** Entries supplied **
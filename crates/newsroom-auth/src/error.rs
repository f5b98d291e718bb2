//! Authentication error types.

use thiserror::Error;

/// Authentication error type.
#[derive(Error, Debug)]
pub enum AuthError {
    /// Identity provider rejected the email/password pair
    #[error("Invalid credentials: {0}")]
    InvalidCredentials(String),

    /// Identity provider failed with a non-credential error
    #[error("Identity provider error: {status} - {message}")]
    Provider {
        /// HTTP status code.
        status: u16,
        /// Provider error message.
        message: String,
    },

    /// Provider answered with a body we could not interpret
    #[error("Invalid identity response: {0}")]
    InvalidResponse(String),

    /// Invalid state transition in the auth FSM
    #[error("Invalid auth state transition: {0}")]
    InvalidStateTransition(String),

    /// HTTP request error
    #[error("HTTP error: {0}")]
    Http(#[from] reqwest::Error),

    /// JSON error
    #[error("JSON error: {0}")]
    Json(#[from] serde_json::Error),

    /// URL parse error
    #[error("Invalid URL: {0}")]
    InvalidUrl(#[from] url::ParseError),

    /// Network unavailable (transient error, can retry)
    #[error("Network unavailable")]
    NetworkUnavailable,
}

impl AuthError {
    /// Returns true if this error is transient and the operation can be retried.
    ///
    /// Transient errors include:
    /// - Network unavailable
    /// - HTTP errors with 5xx status codes
    /// - Connection timeouts
    pub fn is_transient(&self) -> bool {
        match self {
            AuthError::NetworkUnavailable => true,
            AuthError::Provider { status, .. } => *status >= 500,
            AuthError::Http(e) => {
                if e.is_connect() || e.is_timeout() {
                    return true;
                }
                if let Some(status) = e.status() {
                    return status.is_server_error();
                }
                false
            }
            _ => false,
        }
    }
}

/// Result type alias using AuthError.
pub type AuthResult<T> = Result<T, AuthError>;
//! Title to URL slug normalization.

use deunicode::deunicode;
use sha2::{Digest, Sha256};

/// Stable, lowercase, URL-safe identifier for a headline title.
///
/// The title is transliterated to ASCII (`é` to `e`, `ß` to `ss`).
/// Whitespace and `-` runs collapse to one `-`; anything else outside
/// `[a-z0-9]` is dropped, including the punctuation `* + ~ . ( ) ' " ! : @`
/// and friends. Titles that strip down to nothing fall back to a
/// digest-based slug so the result is never empty.
pub fn slugify(title: &str) -> String {
    let ascii = deunicode(title);
    let mut slug = String::with_capacity(ascii.len());
    let mut pending_separator = false;

    for c in ascii.chars().map(|c| c.to_ascii_lowercase()) {
        if c.is_whitespace() || c == '-' {
            pending_separator = true;
            continue;
        }
        if !c.is_ascii_alphanumeric() {
            continue;
        }
        if pending_separator && !slug.is_empty() {
            slug.push('-');
        }
        pending_separator = false;
        slug.push(c);
    }

    if slug.is_empty() {
        let digest = hex::encode(Sha256::digest(title.as_bytes()));
        return format!("headline-{}", &digest[..16]);
    }
    slug
}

** Task to complete **
Please give again the lines above between the line holding "5xx status codes" and the line holding "alias using AuthError.", inclusive, exactly as they are and with nothing added.

** The answer **
    /// - HTTP errors with 5xx status codes
    /// - Connection timeouts
    pub fn is_transient(&self) -> bool {
        match self {
            AuthError::NetworkUnavailable => true,
            AuthError::Provider { status, .. } => *status >= 500,
            AuthError::Http(e) => {
                if e.is_connect() || e.is_timeout() {
                    return true;
                }
                if let Some(status) = e.status() {
                    return status.is_server_error();
                }
                false
            }
            _ => false,
        }
    }
}

/// Result type alias using AuthError.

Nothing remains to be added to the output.